Layoffs. Downsizing. Transitions. It’s a scary time to be out in the job market. If you’re hunting for a job, you’ve probably been handing out resumes like crazy. The problem is that, when you really look at a resume, every single one is the same. They’re all on the same size of paper, easily shuffled into a stack, just the way human resource managers like them.

There’s just not a lot you can do to stand out with a resume: hiring managers have no qualms about tossing oddly-sized resumes, funny-smelling CVs and lengthy explanations about where you’ve been lately. No hard feelings about it — I did a stint in HR and I would do anything to get through that never-ending stack of resumes, even if it meant denying someone the opportunity for a job just because they had sprayed perfume on their resume.

There is a way to stand out without irritating the hiring manager, though: a portfolio. I mentioned fairly recently that a portfolio can go a long way in convincing a prospective employer, and that portfolios aren’t just for art students. You can have a portfolio in any career — if you paint houses, you can take photos of the work you’ve done. If you’re a software developer, you can take screenshots of your applications. No matter your field, though, there are a few ways to make your portfolio shine.

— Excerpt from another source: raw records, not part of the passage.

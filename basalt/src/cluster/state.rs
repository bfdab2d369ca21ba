//! An immutable snapshot of the cluster as seen at one point in time:
//! nodes, keyspaces and the token-to-replica mapping. Published wholesale
//! by the cluster worker via an atomic pointer swap; readers never block.

use std::collections::HashMap;
use std::net::SocketAddr;
use std::sync::Arc;

use crate::cluster::metadata::{Keyspace, Metadata, Strategy};
use crate::cluster::node::Node;
use crate::routing::locator::ReplicaLocator;
use crate::routing::partitioner::PartitionerName;
use crate::routing::{RoutingInfo, Token};

pub struct ClusterState {
    pub(crate) known_peers: HashMap<SocketAddr, Arc<Node>>,
    keyspaces: HashMap<String, Keyspace>,
    locator: ReplicaLocator,
    partitioner: PartitionerName,
    all_nodes: Vec<Arc<Node>>,
    cluster_name: Option<String>,
}

impl std::fmt::Debug for ClusterState {
    fn fmt(&self, f: &mut std::fmt::Formatter<'_>) -> std::fmt::Result {
        f.debug_struct("ClusterState")
            .field("cluster_name", &self.cluster_name)
            .field("nodes", &self.all_nodes.len())
            .field("keyspaces", &self.keyspaces.len())
            .finish_non_exhaustive()
    }
}

impl ClusterState {
    /// Builds a snapshot out of freshly read metadata and the node handles
    /// (which carry the pools and down markers and survive across
    /// snapshots).
    pub(crate) fn new(metadata: &Metadata, nodes: &HashMap<SocketAddr, Arc<Node>>) -> Self {
        let ring_iter = metadata.peers.iter().flat_map(|peer| {
            let node = nodes.get(&peer.address).cloned();
            peer.tokens.iter().filter_map(move |token| {
                node.as_ref().map(|node| (*token, node.clone()))
            })
        });

        let keyspace_strategies: HashMap<String, Strategy> = metadata
            .keyspaces
            .iter()
            .map(|(name, keyspace)| (name.clone(), keyspace.strategy.clone()))
            .collect();

        let locator = ReplicaLocator::new(ring_iter, &keyspace_strategies);

        // Stable node ordering: ring order of first appearance, then any
        // node that (unusually) owns no tokens.
        let mut all_nodes: Vec<Arc<Node>> = locator.unique_nodes_in_global_ring().to_vec();
        for node in nodes.values() {
            if !all_nodes.iter().any(|n| n.address == node.address) {
                all_nodes.push(node.clone());
            }
        }

        Self {
            known_peers: nodes.clone(),
            keyspaces: metadata.keyspaces.clone(),
            locator,
            partitioner: metadata.partitioner.clone(),
            all_nodes,
            cluster_name: metadata.cluster_name.clone(),
        }
    }

    pub(crate) fn new_empty() -> Self {
        Self {
            known_peers: HashMap::new(),
            keyspaces: HashMap::new(),
            locator: ReplicaLocator::new_empty(),
            partitioner: PartitionerName::default(),
            all_nodes: Vec::new(),
            cluster_name: None,
        }
    }

    /// The name of the cluster, as reported by `system.local`.
    pub fn cluster_name(&self) -> Option<&str> {
        self.cluster_name.as_deref()
    }

    /// All known nodes.
    pub fn get_nodes_info(&self) -> &[Arc<Node>] {
        &self.all_nodes
    }

    pub(crate) fn known_peers(&self) -> &HashMap<SocketAddr, Arc<Node>> {
        &self.known_peers
    }

    /// All nodes currently marked up, in stable order.
    pub(crate) fn up_nodes(&self) -> Vec<Arc<Node>> {
        self.all_nodes
            .iter()
            .filter(|node| node.is_up())
            .cloned()
            .collect()
    }

    /// Keyspace schemas known to this snapshot.
    pub fn keyspaces(&self) -> &HashMap<String, Keyspace> {
        &self.keyspaces
    }

    pub fn replica_locator(&self) -> &ReplicaLocator {
        &self.locator
    }

    pub(crate) fn partitioner(&self) -> &PartitionerName {
        &self.partitioner
    }

    /// Replicas holding the given token in the given keyspace.
    pub fn replicas_for_token(&self, keyspace: &str, token: Token) -> Vec<Arc<Node>> {
        self.locator.replicas(keyspace, token).to_vec()
    }

    /// The nodes a request with this routing info would prefer, in replica
    /// order.
    pub fn endpoints_for(&self, routing: &RoutingInfo) -> Vec<Arc<Node>> {
        match (routing.token, routing.keyspace.as_deref()) {
            (Some(token), Some(keyspace)) => self.replicas_for_token(keyspace, token),
            _ => Vec::new(),
        }
    }

    pub(crate) async fn wait_until_all_pools_are_initialized(&self) {
        for node in &self.all_nodes {
            node.wait_until_pool_initialized().await;
        }
    }

    #[cfg(test)]
    pub(crate) fn new_for_test(
        nodes: Vec<Arc<Node>>,
        ring: Vec<(Token, Arc<Node>)>,
        keyspace_strategies: HashMap<String, Strategy>,
    ) -> Self {
        use itertools::Itertools;

        let locator = ReplicaLocator::new(ring.into_iter(), &keyspace_strategies);
        let keyspaces = keyspace_strategies
            .into_iter()
            .map(|(name, strategy)| {
                (
                    name,
                    Keyspace {
                        strategy,
                        tables: HashMap::new(),
                        user_defined_types: HashMap::new(),
                    },
                )
            })
            .collect();
        Self {
            known_peers: nodes
                .iter()
                .map(|node| (node.address, node.clone()))
                .collect(),
            keyspaces,
            locator,
            partitioner: PartitionerName::default(),
            all_nodes: nodes.into_iter().unique_by(|node| node.address).collect(),
            cluster_name: Some("test-cluster".to_string()),
        }
    }
}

  1. Put your portfolio online. If you email your portfolio as an attachment, no hiring manager will open it for fear of viruses. If you drop off a physical portfolio, every hiring manager will cringe at the thought of going through more paperwork. But if you simply email a link, you’ve actually got a chance of getting someone in human resources to click on it — after all, it’s just a link. It won’t take any time at all to click on it, and what’s the worst that could happen? So take the time to scan everything in. It’s worth your while.
  2. Don’t require any downloads. Don’t include PDFs, Word files or anything else that a prospective employer has to download and open. That goes double for executable files — apologies to all the fantastic developers out there, but employers would rather look at pretty screenshots than try to figure out the software you created. This may mean that you will need to take the time to ‘improve’ a project that you did quite awhile again: maybe you’ll need to add some HTML to a written document.
  3. Organize your portfolio. You don’t need to alphabetize your projects or anything like that, but it should be easy for prospective employers to figure out what to click. That means no fancy flash, no unlabelled links. As a quick litmus test, try sitting Grandma down in front of your portfolio / website. If she can’t figure out where to click, it’s guaranteed that there is an HR manager out there who will be equally lost.
  4. Add context. Write labels and descriptions for the items you’re including in your portfolio. A memo that solved a crisis at your last job may not impress a prospective employer if they don’t recognize the effect it had. Descriptions are also an opportunity to toot your own horn — you can talk about the problems you encountered and the skills you used. No matter how polished the items in your portfolio, though, your descriptions should be equally polished. Consider them a writing sample and an opportunity to show off those great communication skills that every employer requires.
  5. Focus your portfolio. Even if you’re a salesman / graphic designer / clog dancer, your portfolio doesn’t need to reflect that. Instead, you should focus on the job you’re actually going for. You can create separate portfolios for each of your career paths, but focus on what you really want to do next, not what you’ve done in the past.
  6. Go for the multimedia. Not all job skills can be expressed in writing or through photographs. Out to prove your sales skills? Maybe a few graphs showing how you improved sales are your best bet. Looking for a career as a mascot? A video of you working the crowd is bound to impress more than a picture of you standing around in costume. It’s your portfolio: you set the rules on what sort of media you want to include.
  7. Get your own domain name — or not. If you’re planning to maintain your portfolio in the long run (which can be a good thing even if you’re planning to stay with your new job for the long haul), sure, getting your own domain name is a good idea. But using one of the many sites that allow you to post samples of your work is also a good option. Say you’re an interior decorator. Your prospective boss won’t care if you can maintain a website. Focus on taking high quality photos of your work, and post them to Flickr. Your portfolio can be that easy. Just beware of user names that seem brilliant at 3 AM.

As a rule, I try to limit my portfolio to projects I’ve actually completed at others’ requests. As awesome as I think some of my more personal work is, it hasn’t been through anything close to the critical process that something I’ve done for hire has. But if you’re looking for a few items to pad your portfolio, volunteer your services. Your work will still go through a critical process, but you don’t have to find a job just to improve your chances of getting another job.